Long Zhao works at Google Research .


Improving Language-Based Object Detection by Explicit Generation of Negative Examples

The recent progress in language-based object detection with an open-vocabulary can be largely attributed to finding better ways of leveraging large-scale data with free-form text annotations. Training from image captions with grounded bounding boxes (ground truth or pseudo-labeled) enable the models to reason over an open-vocabulary and understand object descriptions in free-form text. In this work, we investigate the role of negative captions for training such language-based object detectors. While the fixed label space in standard object detection datasets clearly defines the set of negative classes, the free-form text used for language-based detection makes the space of potential negatives virtually infinite in size. We propose to leverage external knowledge bases and large-language-models to automatically generate contradictions for each caption in the training dataset. Furthermore, we leverage image-generate tools to create corresponding negative images to the contradicting caption. Such automatically generated data constitute hard negative examples for language-based detection and improve the model when trained from. Our experiments demonstrate the benefits of the automatically generated training data on two complex benchmarks.

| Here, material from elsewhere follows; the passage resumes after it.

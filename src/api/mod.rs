mod routes;
mod types;

pub use routes::router;
pub use types::{ChatRequest, ChatResponse, DebugResponse, StatusResponse};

Improving Pseudo Labels for Open-Vocabulary Object Detection

Recent studies show promising performance in open-vocabulary object detection (OVD) using pseudo labels (PLs) from pretrained vision and language models (VLMs). However, PLs generated by VLMs are extremely noisy due to the gap between the pretraining objective of VLMs and OVD, which blocks further advances on PLs. In this paper, we aim to reduce the noise in PLs and propose a method called online Self-training And a Split-and-fusion head for OVD (SAS-Det). First, the self-training finetunes VLMs to generate high quality PLs while prevents forgetting the knowledge learned in the pretraining. Second, a split-and-fusion (SAF) head is designed to remove the noise in localization of PLs, which is usually ignored in existing methods. It also fuses complementary knowledge learned from both precise ground truth and noisy pseudo labels to boost the performance. Extensive experiments demonstrate SAS-Det is both efficient and effective. Our pseudo labeling is 3 times faster than prior methods. SAS-Det outperforms prior state-of-the-art models of the same scale by a clear margin and achieves 37.4 AP50 and 27.3 APr on novel categories of the COCO and LVIS benchmarks, respectively.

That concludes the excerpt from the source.